“Yeah, man, you gotta let these guys know who’s boss!” Kirin whooped, banging her hands on the table. She’d ignored my last comment, but by then I’d forgotten what I’d been worried about.
“Yeah, nobody is going to push us around!” I shouted back, collapsing in a fit of giggles. “Isn’t that right, Ange?”
“We are queens! We must show we are queens!” Angie cried, happy tears streaming down her face.
“Let’s go back through and show them we mean business!” Kirin suggested, grasping our hands and dragging us back across the lounge and out through the doors, with surprising strength for a woman so small and slight.
My legs felt wobbly as I walked, my eyes blurry, a giggle constantly threatening to bubble up. The Reapers looked at us in amusement as we approached, Angie waving her hand like she was the queen of England. Navan was still waiting in the same place we’d left him, though he got up sharply as I sauntered toward the table, putting his arm around my waist, a concerned expression on his face.
“Are you okay?” he asked. “Did you find anything out?”
I pushed past him, removing his hand from my waist and clambering up onto the table before he could stop me. Angie climbed up beside me, putting her arm around my shoulders as I raised my voice to the room full of pirates.

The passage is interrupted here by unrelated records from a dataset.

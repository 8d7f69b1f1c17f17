use crate::provider::adapter::ProviderKind;
use crate::provider::options::ProviderOptions;
use crate::queue::lease_queue::{
    LeaseQueueParams, DEFAULT_MAX_DELIVERY_ATTEMPTS, DEFAULT_POLL_WAIT, DEFAULT_QUEUE_CAPACITY,
    DEFAULT_VISIBILITY_TIMEOUT,
};
use crate::runtime::{stall, telemetry};
use anyhow::{bail, Context, Result};
use std::time::Duration;

const DEFAULT_BATCH_SIZE: usize = 20;
const MIN_BATCH_SIZE: usize = 5;
const MAX_BATCH_SIZE: usize = 50;
const DEFAULT_WORKER_COUNT: usize = 10;
const MAX_WORKER_COUNT: usize = 10;
const DEFAULT_PROVIDER_TIMEOUT_SECS: u64 = 30;
const DEFAULT_ITEM_RETRY_ATTEMPTS: usize = 3;
const DEFAULT_RETRY_INITIAL_BACKOFF_MS: u64 = 250;
const DEFAULT_RETRY_MAX_BACKOFF_MS: u64 = 2_000;
const MIN_VISIBILITY_TIMEOUT: Duration = Duration::from_secs(3);

/// Runtime configuration for the enrichment pipeline.
///
/// All instances must be constructed via [`PipelineConfig::builder`] or
/// [`PipelineConfig::new`] so invariants are validated before any consumer
/// observes the values.
#[derive(Debug, Clone, PartialEq, Eq)]
pub struct PipelineConfig {
    provider: ProviderKind,
    batch_size: usize,
    worker_count: usize,
    queue_capacity: usize,
    visibility_timeout: Duration,
    poll_wait: Duration,
    max_delivery_attempts: u32,
    provider_timeout: Duration,
    item_retry_attempts: usize,
    retry_initial_backoff: Duration,
    retry_max_backoff: Duration,
    stall_window: Duration,
    metrics_interval: Duration,
}

pub struct PipelineConfigParams {
    pub provider: ProviderKind,
    pub batch_size: usize,
    pub worker_count: usize,
    pub queue_capacity: usize,
    pub visibility_timeout: Duration,
    pub poll_wait: Duration,
    pub max_delivery_attempts: u32,
    pub provider_timeout: Duration,
    pub item_retry_attempts: usize,
    pub retry_initial_backoff: Duration,
    pub retry_max_backoff: Duration,
    pub stall_window: Duration,
    pub metrics_interval: Duration,
}

impl PipelineConfig {
    /// Returns a builder to incrementally construct and validate a configuration.
    pub fn builder() -> PipelineConfigBuilder {
        PipelineConfigBuilder::default()
    }

    /// Constructs a configuration directly from the provided values.
    ///
    /// Prefer [`PipelineConfig::builder`] for ergonomics when many values use
    /// defaults. Callers that already have concrete runtime parameters can use
    /// this method to enforce validation without going through the builder.
    pub fn new(params: PipelineConfigParams) -> Result<Self> {
        let PipelineConfigParams {
            provider,
            batch_size,
            worker_count,
            queue_capacity,
            visibility_timeout,
            poll_wait,
            max_delivery_attempts,
            provider_timeout,
            item_retry_attempts,
            retry_initial_backoff,
            retry_max_backoff,
            stall_window,
            metrics_interval,
        } = params;

        let config = Self {
            provider,
            batch_size,
            worker_count,
            queue_capacity,
            visibility_timeout,
            poll_wait,
            max_delivery_attempts,
            provider_timeout,
            item_retry_attempts,
            retry_initial_backoff,
            retry_max_backoff,
            stall_window,
            metrics_interval,
        };

        config.validate()?;
        Ok(config)
    }

    /// Vendor backing the enrichment workers.
    pub fn provider(&self) -> ProviderKind {
        self.provider
    }

    /// Number of line items packed into one queue message.
    pub fn batch_size(&self) -> usize {
        self.batch_size
    }

    /// Number of enrichment workers in the pool.
    pub fn worker_count(&self) -> usize {
        self.worker_count
    }

    /// Maximum messages (visible plus in-flight) held by the batch queue.
    pub fn queue_capacity(&self) -> usize {
        self.queue_capacity
    }

    /// Lease duration granted on dequeue before a batch is redelivered.
    pub fn visibility_timeout(&self) -> Duration {
        self.visibility_timeout
    }

    /// Lease heartbeat cadence; one third of the visibility timeout.
    pub fn heartbeat_interval(&self) -> Duration {
        self.visibility_timeout / 3
    }

    /// Long-poll wait used by idle workers.
    pub fn poll_wait(&self) -> Duration {
        self.poll_wait
    }

    /// Delivery attempts granted to a batch before it is dead-lettered.
    pub fn max_delivery_attempts(&self) -> u32 {
        self.max_delivery_attempts
    }

    /// Per-call timeout applied to provider lookups.
    pub fn provider_timeout(&self) -> Duration {
        self.provider_timeout
    }

    /// Provider call attempts granted to one item before it is marked failed.
    pub fn item_retry_attempts(&self) -> usize {
        self.item_retry_attempts
    }

    /// First delay of the per-item retry backoff.
    pub fn retry_initial_backoff(&self) -> Duration {
        self.retry_initial_backoff
    }

    /// Ceiling of the per-item retry backoff.
    pub fn retry_max_backoff(&self) -> Duration {
        self.retry_max_backoff
    }

    /// Window after which in-flight work without progress is reported stalled.
    pub fn stall_window(&self) -> Duration {
        self.stall_window
    }

    /// Interval used by the telemetry reporter.
    pub fn metrics_interval(&self) -> Duration {
        self.metrics_interval
    }

    /// Queue parameters derived from this configuration.
    pub fn queue_params(&self) -> LeaseQueueParams {
        LeaseQueueParams {
            visibility_timeout: self.visibility_timeout,
            poll_wait: self.poll_wait,
            max_delivery_attempts: self.max_delivery_attempts,
            capacity: self.queue_capacity,
        }
    }

    /// Provider client options derived from this configuration.
    pub fn provider_options(&self) -> ProviderOptions {
        ProviderOptions {
            request_timeout: self.provider_timeout,
            ..ProviderOptions::default()
        }
    }

    /// Performs validation on an existing configuration instance.
    pub fn validate(&self) -> Result<()> {
        if self.batch_size < MIN_BATCH_SIZE || self.batch_size > MAX_BATCH_SIZE {
            bail!("batch_size must be between {MIN_BATCH_SIZE} and {MAX_BATCH_SIZE}");
        }

        if self.worker_count == 0 || self.worker_count > MAX_WORKER_COUNT {
            bail!("worker_count must be between 1 and {MAX_WORKER_COUNT}");
        }

        if self.queue_capacity == 0 {
            bail!("queue_capacity must be greater than 0");
        }

        if self.visibility_timeout < MIN_VISIBILITY_TIMEOUT {
            bail!("visibility_timeout must be at least 3 seconds");
        }

        if self.poll_wait.is_zero() {
            bail!("poll_wait must be greater than 0");
        }

        if self.max_delivery_attempts == 0 {
            bail!("max_delivery_attempts must be greater than 0");
        }

        if self.provider_timeout.is_zero() {
            bail!("provider_timeout must be greater than 0");
        }

        if self.item_retry_attempts == 0 {
            bail!("item_retry_attempts must be greater than 0");
        }

        if self.retry_initial_backoff.is_zero() {
            bail!("retry_initial_backoff must be greater than 0");
        }

        if self.retry_max_backoff < self.retry_initial_backoff {
            bail!("retry_max_backoff must be at least retry_initial_backoff");
        }

        if self.stall_window.is_zero() {
            bail!("stall_window must be greater than 0");
        }

        if self.metrics_interval.is_zero() {
            bail!("metrics_interval must be greater than 0");
        }

        Ok(())
    }
}

#[derive(Debug, Default, Clone)]
pub struct PipelineConfigBuilder {
    provider: Option<ProviderKind>,
    batch_size: Option<usize>,
    worker_count: Option<usize>,
    queue_capacity: Option<usize>,
    visibility_timeout: Option<Duration>,
    poll_wait: Option<Duration>,
    max_delivery_attempts: Option<u32>,
    provider_timeout: Option<Duration>,
    item_retry_attempts: Option<usize>,
    retry_initial_backoff: Option<Duration>,
    retry_max_backoff: Option<Duration>,
    stall_window: Option<Duration>,
    metrics_interval: Option<Duration>,
}

impl PipelineConfigBuilder {
    pub fn provider(mut self, provider: ProviderKind) -> Self {
        self.provider = Some(provider);
        self
    }

    pub fn batch_size(mut self, size: usize) -> Self {
        self.batch_size = Some(size);
        self
    }

    pub fn worker_count(mut self, count: usize) -> Self {
        self.worker_count = Some(count);
        self
    }

    pub fn queue_capacity(mut self, capacity: usize) -> Self {
        self.queue_capacity = Some(capacity);
        self
    }

    pub fn visibility_timeout(mut self, timeout: Duration) -> Self {
        self.visibility_timeout = Some(timeout);
        self
    }

    pub fn poll_wait(mut self, wait: Duration) -> Self {
        self.poll_wait = Some(wait);
        self
    }

    pub fn max_delivery_attempts(mut self, attempts: u32) -> Self {
        self.max_delivery_attempts = Some(attempts);
        self
    }

    pub fn provider_timeout(mut self, timeout: Duration) -> Self {
        self.provider_timeout = Some(timeout);
        self
    }

    pub fn item_retry_attempts(mut self, attempts: usize) -> Self {
        self.item_retry_attempts = Some(attempts);
        self
    }

    pub fn retry_initial_backoff(mut self, backoff: Duration) -> Self {
        self.retry_initial_backoff = Some(backoff);
        self
    }

    pub fn retry_max_backoff(mut self, backoff: Duration) -> Self {
        self.retry_max_backoff = Some(backoff);
        self
    }

    pub fn stall_window(mut self, window: Duration) -> Self {
        self.stall_window = Some(window);
        self
    }

    pub fn metrics_interval(mut self, interval: Duration) -> Self {
        self.metrics_interval = Some(interval);
        self
    }

    pub fn build(self) -> Result<PipelineConfig> {
        let params = PipelineConfigParams {
            provider: self.provider.context("provider is required")?,
            batch_size: self.batch_size.unwrap_or(DEFAULT_BATCH_SIZE),
            worker_count: self.worker_count.unwrap_or(DEFAULT_WORKER_COUNT),
            queue_capacity: self.queue_capacity.unwrap_or(DEFAULT_QUEUE_CAPACITY),
            visibility_timeout: self
                .visibility_timeout
                .unwrap_or(DEFAULT_VISIBILITY_TIMEOUT),
            poll_wait: self.poll_wait.unwrap_or(DEFAULT_POLL_WAIT),
            max_delivery_attempts: self
                .max_delivery_attempts
                .unwrap_or(DEFAULT_MAX_DELIVERY_ATTEMPTS),
            provider_timeout: self
                .provider_timeout
                .unwrap_or_else(|| Duration::from_secs(DEFAULT_PROVIDER_TIMEOUT_SECS)),
            item_retry_attempts: self
                .item_retry_attempts
                .unwrap_or(DEFAULT_ITEM_RETRY_ATTEMPTS),
            retry_initial_backoff: self
                .retry_initial_backoff
                .unwrap_or_else(|| Duration::from_millis(DEFAULT_RETRY_INITIAL_BACKOFF_MS)),
            retry_max_backoff: self
                .retry_max_backoff
                .unwrap_or_else(|| Duration::from_millis(DEFAULT_RETRY_MAX_BACKOFF_MS)),
            stall_window: self.stall_window.unwrap_or(stall::DEFAULT_STALL_WINDOW),
            metrics_interval: self
                .metrics_interval
                .unwrap_or(telemetry::DEFAULT_METRICS_INTERVAL),
        };

        PipelineConfig::new(params)
    }
}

“I am Riley, and I hereby put out a revenge bounty on the scavenger known as Stone!” I yelled. The room fell silent. “I want him taken alive, and I’m offering ten thousand credits for him to be brought to me in one piece! The scurvy seadog has disrespected my crew and stolen my pal, and I want him punished!”
The crowd roared my name, cheering my declaration. It seemed I had all the Junkyard pirates on my side.
Navan pulled me down from the table, to a chorus of boos from the nearby pirates who’d clustered around me. He ignored them, grabbing Angie too, hauling us both away from the casino like we were naughty schoolgirls. We giggled, raising our arms as they chanted my name. As we left, I took one last look at my newfound friends and noticed a hooded figure lurking in the corner, beside the casino entrance. The figure seemed to be watching us intently, though I couldn’t see their face.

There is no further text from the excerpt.